OUIJA: The Most Dangerous Game

By

Pub Date: May 15th, 1985
Publisher: Harper & Row

There was room for more poop on ouija--comparatively neglected as psychic subjects go--and Hunt has filled the gap nicely. In a tidy step-by-step fashion reminiscent of the old College Outline Series, he takes us through a short history of the board and a variety of ouija experiences, interviews, and theories. Some ouija users have benefited. (Pearl Curran gained fame in the 1920s by transcribing the purple sagas dictated by authoress-spirit ""Patience Worth""; ""Seth,"" transmitting enlightenment through Jane Roberts, has brought her a cult following.) Others have been damaged or disturbed--children terrified by sinister ouija predictions of death, psychiatric patients whose disturbance dates from their ouija experiments.
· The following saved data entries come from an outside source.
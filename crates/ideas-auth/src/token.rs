//! Signed session tokens (HS256 JWT).

use chrono::{Duration, Utc};
use jsonwebtoken::{decode, encode, Algorithm, DecodingKey, EncodingKey, Header, Validation};
use serde::{Deserialize, Serialize};

use ideas_model::{Role, User, UserId};

use crate::AuthError;

pub const DEFAULT_TOKEN_LIFETIME_DAYS: i64 = 7;

#[derive(Debug, Clone, PartialEq, Eq, Serialize, Deserialize)]
pub struct Claims {
    /// User id.
    pub sub: UserId,
    pub email: String,
    pub role: Role,
    pub iat: i64,
    pub exp: i64,
}

impl Claims {
    pub fn for_user(user: &User, lifetime: Duration) -> Self {
        let now = Utc::now();
        Self {
            sub: user.id,
            email: user.email.clone(),
            role: user.role,
            iat: now.timestamp(),
            exp: (now + lifetime).timestamp(),
        }
    }

    pub fn is_admin(&self) -> bool {
        self.role == Role::Admin
    }
}

/// Issues and verifies tokens with one shared secret.
pub struct TokenIssuer {
    encoding_key: EncodingKey,
    decoding_key: DecodingKey,
    validation: Validation,
    lifetime: Duration,
}

impl TokenIssuer {
    pub fn new(secret: &[u8]) -> Self {
        let mut validation = Validation::new(Algorithm::HS256);
        validation.set_required_spec_claims(&["exp", "sub"]);
        Self {
            encoding_key: EncodingKey::from_secret(secret),
            decoding_key: DecodingKey::from_secret(secret),
            validation,
            lifetime: Duration::days(DEFAULT_TOKEN_LIFETIME_DAYS),
        }
    }

    pub fn with_lifetime(mut self, lifetime: Duration) -> Self {
        self.lifetime = lifetime;
        self
    }

    pub fn lifetime(&self) -> Duration {
        self.lifetime
    }

    pub fn issue(&self, user: &User) -> Result<String, AuthError> {
        self.encode(&Claims::for_user(user, self.lifetime))
    }

    pub fn encode(&self, claims: &Claims) -> Result<String, AuthError> {
        encode(&Header::new(Algorithm::HS256), claims, &self.encoding_key)
            .map_err(|e| AuthError::InvalidToken(e.to_string()))
    }

    /// Check signature and expiry and return the claims.
    pub fn verify(&self, token: &str) -> Result<Claims, AuthError> {
        decode::<Claims>(token, &self.decoding_key, &self.validation)
            .map(|data| data.claims)
            .map_err(|e| {
                tracing::debug!(error = %e, "token rejected");
                AuthError::InvalidToken(e.to_string())
            })
    }
}

#[cfg(test)]
mod tests {
    use super::*;
    use ideas_model::NewUser;
    use uuid::Uuid;

    fn user(role: Role) -> User {
        User::new(
            Uuid::new_v4(),
            NewUser {
                name: "Kiran".to_string(),
                email: "kiran@example.com".to_string(),
                password_hash: "unused".to_string(),
                role,
            },
            Utc::now(),
        )
    }

    #[test]
    fn test_issue_then_verify() {
        let issuer = TokenIssuer::new(b"test-secret");
        let admin = user(Role::Admin);
        let token = issuer.issue(&admin).unwrap();

        let claims = issuer.verify(&token).unwrap();
        assert_eq!(claims.sub, admin.id);
        assert_eq!(claims.email, "kiran@example.com");
        assert!(claims.is_admin());
        assert_eq!(claims.exp - claims.iat, 7 * 24 * 60 * 60);
    }

    #[test]
    fn test_other_secret_is_rejected() {
        let token = TokenIssuer::new(b"one").issue(&user(Role::User)).unwrap();
        let err = TokenIssuer::new(b"two").verify(&token).unwrap_err();
        assert!(matches!(err, AuthError::InvalidToken(_)));
    }

    #[test]
    fn test_swapped_payload_is_rejected() {
        let issuer = TokenIssuer::new(b"secret");
        let mine = issuer.issue(&user(Role::User)).unwrap();
        let theirs = issuer.issue(&user(Role::Admin)).unwrap();

        let mine: Vec<&str> = mine.split('.').collect();
        let theirs: Vec<&str> = theirs.split('.').collect();
        let forged = format!("{}.{}.{}", mine[0], theirs[1], mine[2]);
        assert!(issuer.verify(&forged).is_err());
    }

    #[test]
    fn test_expired_token_is_rejected() {
        let issuer = TokenIssuer::new(b"secret").with_lifetime(Duration::hours(-2));
        let token = issuer.issue(&user(Role::User)).unwrap();
        assert!(matches!(
            issuer.verify(&token),
            Err(AuthError::InvalidToken(_))
        ));
    }
}
//! 10000Ideas CLI
//!
//! - `migrate`: replace the static ideas with the two legacy JSON files,
//! - `serve`: JSON API over the store,
//! - `list`: query the catalogue from the terminal,
//! - `users create-admin`: bootstrap an administrator account.
//!
//! Exit status: 0 on success, 1 when the store cannot be opened,
//! 2 for everything else.

use anyhow::{anyhow, Context, Result};
use clap::{Args, Parser, Subcommand, ValueEnum};
use colored::Colorize;
use std::env;
use std::net::SocketAddr;
use std::path::{Path, PathBuf};
use std::process::ExitCode;
use std::sync::Arc;
use tracing_subscriber::EnvFilter;

use ideas_auth::{check_password_strength, Argon2Hasher, PasswordHasher, TokenIssuer};
use ideas_ingest_legacy::{run_migration, LegacyFiles, MigrationError, MigrationReport};
use ideas_model::{
    BusinessModel, Category, IdeaStatus, InvestmentRange, MarketSize, NewUser, Role, TimeToStart,
};
use ideas_storage::{IdeaQuery, IdeaStore, SortOrder, StoreConfig, StoreError};

mod api;
mod server;

const DATA_DIR_ENV: &str = "IDEAS_DATA_DIR";
const JWT_SECRET_ENV: &str = "IDEAS_JWT_SECRET";
const DEFAULT_DATA_DIR: &str = "data";

#[derive(Parser)]
#[command(name = "ideas")]
#[command(
    author,
    version,
    about = "10000Ideas: idea catalogue store, legacy migration and JSON API"
)]
struct Cli {
    /// Directory holding the store snapshot (default: $IDEAS_DATA_DIR, then ./data)
    #[arg(long, global = true)]
    data_dir: Option<PathBuf>,

    #[command(subcommand)]
    command: Commands,
}

#[derive(Subcommand)]
enum Commands {
    /// Replace every static idea with the records from the legacy files.
    ///
    /// Community-submitted ideas are left alone. Running it twice with the
    /// same files leaves the same set of static ideas.
    Migrate(MigrateArgs),

    /// Serve the JSON API.
    Serve(ServeArgs),

    /// List ideas matching a filter.
    List(ListArgs),

    /// Account administration.
    Users {
        #[command(subcommand)]
        command: UserCommands,
    },
}

#[derive(Args)]
struct MigrateArgs {
    /// Summary-shaped legacy file (keyed object or array)
    #[arg(long)]
    summary: PathBuf,
    /// Detailed-shaped legacy file (array)
    #[arg(long)]
    detailed: PathBuf,
    /// Print the migration report as JSON on stdout
    #[arg(long)]
    json: bool,
}

#[derive(Args)]
struct ServeArgs {
    /// Listen address
    #[arg(long, default_value = "127.0.0.1:8080")]
    listen: SocketAddr,
    /// Token signing secret (falls back to $IDEAS_JWT_SECRET)
    #[arg(long)]
    jwt_secret: Option<String>,
    /// Token lifetime in days
    #[arg(long, default_value_t = ideas_auth::DEFAULT_TOKEN_LIFETIME_DAYS)]
    token_days: i64,
}

#[derive(Clone, Copy, ValueEnum)]
enum Source {
    All,
    Static,
    Community,
}

#[derive(Args)]
struct ListArgs {
    /// Case-insensitive text search over title, description and tags
    #[arg(long)]
    search: Option<String>,
    #[arg(long)]
    category: Option<Category>,
    #[arg(long)]
    investment_range: Option<InvestmentRange>,
    #[arg(long)]
    time_to_start: Option<TimeToStart>,
    #[arg(long)]
    business_model: Option<BusinessModel>,
    #[arg(long)]
    market_size: Option<MarketSize>,
    #[arg(long)]
    status: Option<IdeaStatus>,
    #[arg(long, value_enum, default_value = "all")]
    source: Source,
    /// newest, oldest, most_viewed, most_liked, title
    #[arg(long, default_value = "newest")]
    sort: SortOrder,
    #[arg(long, default_value_t = 1)]
    page: usize,
    #[arg(long, default_value_t = ideas_storage::query::DEFAULT_PER_PAGE)]
    per_page: usize,
    /// Print the page as JSON on stdout
    #[arg(long)]
    json: bool,
}

#[derive(Subcommand)]
enum UserCommands {
    /// Create an account with the admin role.
    CreateAdmin {
        #[arg(long)]
        name: String,
        #[arg(long)]
        email: String,
        #[arg(long)]
        password: String,
    },
}

fn main() -> ExitCode {
    init_tracing();
    let cli = Cli::parse();

    match run(cli) {
        Ok(()) => ExitCode::SUCCESS,
        Err(e) => {
            eprintln!("{} {e:#}", "error:".red().bold());
            ExitCode::from(exit_code(&e))
        }
    }
}

fn init_tracing() {
    let filter = EnvFilter::try_from_default_env().unwrap_or_else(|_| EnvFilter::new("info"));
    tracing_subscriber::fmt()
        .with_env_filter(filter)
        .with_writer(std::io::stderr)
        .init();
}

/// 1 for store connection failures anywhere in the chain, 2 otherwise.
fn exit_code(err: &anyhow::Error) -> u8 {
    let connection = err.chain().any(|cause| {
        cause
            .downcast_ref::<StoreError>()
            .is_some_and(StoreError::is_connection)
            || cause
                .downcast_ref::<MigrationError>()
                .is_some_and(MigrationError::is_connection)
    });
    if connection {
        1
    } else {
        2
    }
}

fn resolve_data_dir(flag: Option<PathBuf>) -> PathBuf {
    flag.or_else(|| env::var_os(DATA_DIR_ENV).map(PathBuf::from))
        .unwrap_or_else(|| PathBuf::from(DEFAULT_DATA_DIR))
}

fn run(cli: Cli) -> Result<()> {
    let data_dir = resolve_data_dir(cli.data_dir);

    let rt = tokio::runtime::Builder::new_multi_thread()
        .enable_all()
        .build()
        .map_err(|e| anyhow!("failed to initialize tokio runtime: {e}"))?;

    rt.block_on(async move {
        match cli.command {
            Commands::Migrate(args) => cmd_migrate(&data_dir, args).await,
            Commands::Serve(args) => cmd_serve(&data_dir, args).await,
            Commands::List(args) => cmd_list(&data_dir, args).await,
            Commands::Users { command } => match command {
                UserCommands::CreateAdmin {
                    name,
                    email,
                    password,
                } => cmd_create_admin(&data_dir, name, email, password).await,
            },
        }
    })
}

async fn connect(data_dir: &Path) -> Result<IdeaStore> {
    IdeaStore::connect(StoreConfig::on_disk(data_dir))
        .await
        .with_context(|| format!("failed to open store in {}", data_dir.display()))
}

/// Close `store` whatever `outcome` is; the command's own error wins.
async fn finish<T>(store: IdeaStore, outcome: Result<T>) -> Result<T> {
    let closed = store.close().await;
    let value = outcome?;
    closed.context("failed to close store")?;
    Ok(value)
}

// ============================================================================
// migrate
// ============================================================================

async fn cmd_migrate(data_dir: &Path, args: MigrateArgs) -> Result<()> {
    let source = LegacyFiles::new(args.summary, args.detailed);
    let store = connect(data_dir).await?;
    let outcome = run_migration(&store, &source)
        .await
        .context("migration failed");
    let report = finish(store, outcome).await?;

    if args.json {
        println!("{}", serde_json::to_string_pretty(&report)?);
    } else {
        print_report(&report);
    }
    Ok(())
}

fn print_report(report: &MigrationReport) {
    println!(
        "{} migrated {} legacy records ({} summary, {} detailed)",
        "ok".green().bold(),
        report.summary_records + report.detailed_records,
        report.summary_records,
        report.detailed_records
    );
    println!(
        "   removed {} static ideas, inserted {}",
        report.deleted, report.inserted
    );

    let f = &report.fallbacks;
    if f.total() > 0 {
        println!(
            "   {} defaults used: category {}, investment {}, timeline {}, market {}, model {}",
            "note:".yellow().bold(),
            f.category,
            f.investment_range,
            f.time_to_start,
            f.market_size,
            f.business_model
        );
    }
}

// ============================================================================
// serve
// ============================================================================

async fn cmd_serve(data_dir: &Path, args: ServeArgs) -> Result<()> {
    let secret = args
        .jwt_secret
        .or_else(|| env::var(JWT_SECRET_ENV).ok())
        .filter(|s| !s.trim().is_empty())
        .ok_or_else(|| {
            anyhow!("serve: no token secret; pass --jwt-secret or set {JWT_SECRET_ENV}")
        })?;
    let lifetime = token_lifetime(args.token_days)?;

    let store = connect(data_dir).await?;
    let state = Arc::new(api::AppState {
        store,
        tokens: TokenIssuer::new(secret.as_bytes()).with_lifetime(lifetime),
        hasher: Arc::new(Argon2Hasher::new()),
    });

    let outcome = server::serve(args.listen, state.clone()).await;
    match Arc::try_unwrap(state) {
        Ok(state) => finish(state.store, outcome).await,
        // Connection tasks still hold the state; `serve` flushed before returning.
        Err(_) => outcome,
    }
}

fn token_lifetime(days: i64) -> Result<chrono::Duration> {
    if days <= 0 {
        return Err(anyhow!("serve: --token-days must be positive"));
    }
    chrono::Duration::try_days(days)
        .ok_or_else(|| anyhow!("serve: --token-days {days} is out of range"))
}

// ============================================================================
// list
// ============================================================================

async fn cmd_list(data_dir: &Path, args: ListArgs) -> Result<()> {
    let mut query = IdeaQuery {
        sort: args.sort,
        page: args.page,
        per_page: args.per_page,
        ..Default::default()
    };
    let filter = &mut query.filter;
    filter.search = args.search;
    filter.category = args.category;
    filter.investment_range = args.investment_range;
    filter.time_to_start = args.time_to_start;
    filter.business_model = args.business_model;
    filter.market_size = args.market_size;
    filter.status = args.status;
    filter.is_static_idea = match args.source {
        Source::All => None,
        Source::Static => Some(true),
        Source::Community => Some(false),
    };

    let store = connect(data_dir).await?;
    let page = store.query_ideas(&query);
    store.release();

    if args.json {
        println!("{}", serde_json::to_string_pretty(&page)?);
        return Ok(());
    }

    let first = rows_before(page.page, page.per_page);
    for (i, idea) in page.items.iter().enumerate() {
        let c = &idea.content;
        println!(
            "{:>5}  {}  {}",
            first.saturating_add(i + 1),
            c.title.bold(),
            format!("[{} | {} | {}]", c.category, c.investment_range, c.status).dimmed()
        );
    }
    println!(
        "page {}/{} ({} ideas)",
        page.page,
        page.total_pages.max(1),
        page.total
    );
    Ok(())
}

/// Rows on the pages before `page` (1-based).
fn rows_before(page: usize, per_page: usize) -> usize {
    page.saturating_sub(1).saturating_mul(per_page)
}

// ============================================================================
// users
// ============================================================================

async fn cmd_create_admin(
    data_dir: &Path,
    name: String,
    email: String,
    password: String,
) -> Result<()> {
    check_password_strength(&password)?;
    let password_hash = Argon2Hasher::new().hash(&password)?;

    let store = connect(data_dir).await?;
    let outcome = store
        .create_user(NewUser {
            name,
            email,
            password_hash,
            role: Role::Admin,
        })
        .await
        .context("failed to create admin");
    let admin = finish(store, outcome).await?;

    println!(
        "{} created admin {} ({})",
        "ok".green().bold(),
        admin.email,
        admin.id
    );
    Ok(())
}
The board's messages may urge users to suicide--""Come to our side!""--or allow entry to evil tormentors. (""The incubus cases are the most difficult,"" says Ed Warren, demonologist. ""For some reason there's an increase of this kind of case right now."") How all this happens remains in dispute. Rationalists class ouija as an automatism, like automatic writing: your hand moves the planchette, your subconscious mind moves the hand. Fundamentalists and demonologists ascribe the messages to those whose name is Legion; spiritualists generally assume contact is being made with the dead. Other suggested sources include living but absent humans, non-human entities of all sorts, and left- vs. right-brain hemisphere dialogues. All agree the board is dangerous, though for varying reasons. Rationalists worry about unprepared minds opening a subconscious can of worms and demonologists are afraid of possession; while spiritualists are concerned for both human users and the entities who may blunder into contact with them. But since few people are likely to be deterred from pushing the old planchette, Hunt passes on safety tips from the experts (don't let the kids near it, say a prayer, visualize a bright light surrounding you. . .), and gives how-to advice for novices. A compact, unpretentious little survey with a fair bit of unhackneyed material, evenhanded enough to satisfy both believers and scoffers.